● ASSIGNMENT
Please go through the records below and return every line holding the word "failed".

● DATA
________________________________________

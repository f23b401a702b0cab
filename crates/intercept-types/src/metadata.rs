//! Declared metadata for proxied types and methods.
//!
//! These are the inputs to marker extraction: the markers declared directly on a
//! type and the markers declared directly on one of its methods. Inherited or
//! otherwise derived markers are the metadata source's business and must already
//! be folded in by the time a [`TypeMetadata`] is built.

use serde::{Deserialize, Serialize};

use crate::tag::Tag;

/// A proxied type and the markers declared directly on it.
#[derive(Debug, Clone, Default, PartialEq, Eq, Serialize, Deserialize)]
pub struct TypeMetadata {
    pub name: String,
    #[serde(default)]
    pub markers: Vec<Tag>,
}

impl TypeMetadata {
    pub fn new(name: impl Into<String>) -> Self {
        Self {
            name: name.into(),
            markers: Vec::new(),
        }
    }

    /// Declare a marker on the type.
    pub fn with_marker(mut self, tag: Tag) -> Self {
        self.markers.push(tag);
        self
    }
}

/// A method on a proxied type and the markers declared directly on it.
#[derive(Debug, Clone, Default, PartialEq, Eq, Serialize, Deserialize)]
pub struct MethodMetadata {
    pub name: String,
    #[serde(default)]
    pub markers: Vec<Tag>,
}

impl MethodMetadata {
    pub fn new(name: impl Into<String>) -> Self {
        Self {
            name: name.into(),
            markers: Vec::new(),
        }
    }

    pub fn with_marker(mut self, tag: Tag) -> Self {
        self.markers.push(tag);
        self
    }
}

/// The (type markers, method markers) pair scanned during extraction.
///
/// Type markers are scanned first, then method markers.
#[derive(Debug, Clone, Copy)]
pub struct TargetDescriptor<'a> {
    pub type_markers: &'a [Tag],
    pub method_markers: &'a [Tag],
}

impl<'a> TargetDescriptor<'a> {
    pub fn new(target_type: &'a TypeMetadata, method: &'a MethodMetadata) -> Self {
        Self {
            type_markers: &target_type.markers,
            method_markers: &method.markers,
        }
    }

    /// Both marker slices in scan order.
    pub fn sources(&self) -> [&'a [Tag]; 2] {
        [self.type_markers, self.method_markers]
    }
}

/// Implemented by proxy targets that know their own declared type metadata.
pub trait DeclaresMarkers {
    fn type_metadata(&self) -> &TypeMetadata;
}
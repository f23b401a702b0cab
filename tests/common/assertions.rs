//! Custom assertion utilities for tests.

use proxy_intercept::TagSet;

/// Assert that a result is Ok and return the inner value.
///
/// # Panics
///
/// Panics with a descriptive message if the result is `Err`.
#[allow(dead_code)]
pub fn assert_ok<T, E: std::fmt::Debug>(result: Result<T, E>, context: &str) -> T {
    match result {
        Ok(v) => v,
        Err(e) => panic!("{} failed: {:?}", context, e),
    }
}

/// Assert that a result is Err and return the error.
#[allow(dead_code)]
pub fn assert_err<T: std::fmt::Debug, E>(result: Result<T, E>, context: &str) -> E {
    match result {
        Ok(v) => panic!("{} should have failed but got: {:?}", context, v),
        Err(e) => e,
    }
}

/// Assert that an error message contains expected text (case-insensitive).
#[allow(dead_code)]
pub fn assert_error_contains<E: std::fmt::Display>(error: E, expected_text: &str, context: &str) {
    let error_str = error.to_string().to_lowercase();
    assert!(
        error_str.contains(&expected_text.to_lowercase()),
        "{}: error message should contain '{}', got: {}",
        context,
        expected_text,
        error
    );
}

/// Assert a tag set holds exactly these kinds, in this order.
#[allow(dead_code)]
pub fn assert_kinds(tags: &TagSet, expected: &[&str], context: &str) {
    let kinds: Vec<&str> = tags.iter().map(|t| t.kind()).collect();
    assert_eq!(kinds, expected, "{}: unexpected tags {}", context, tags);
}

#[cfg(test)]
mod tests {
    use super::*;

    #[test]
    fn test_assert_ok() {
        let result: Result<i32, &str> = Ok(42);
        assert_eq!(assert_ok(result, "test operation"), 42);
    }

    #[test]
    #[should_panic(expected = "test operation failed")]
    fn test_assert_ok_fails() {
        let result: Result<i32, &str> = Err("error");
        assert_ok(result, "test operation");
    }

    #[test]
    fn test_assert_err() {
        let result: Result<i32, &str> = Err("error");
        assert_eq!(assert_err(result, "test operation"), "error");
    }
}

________________________________________

● SOLUTION BELOW
        Err(e) => panic!("{} failed: {:?}", context, e),
        Ok(v) => panic!("{} should have failed but got: {:?}", context, v),
    #[should_panic(expected = "test operation failed")]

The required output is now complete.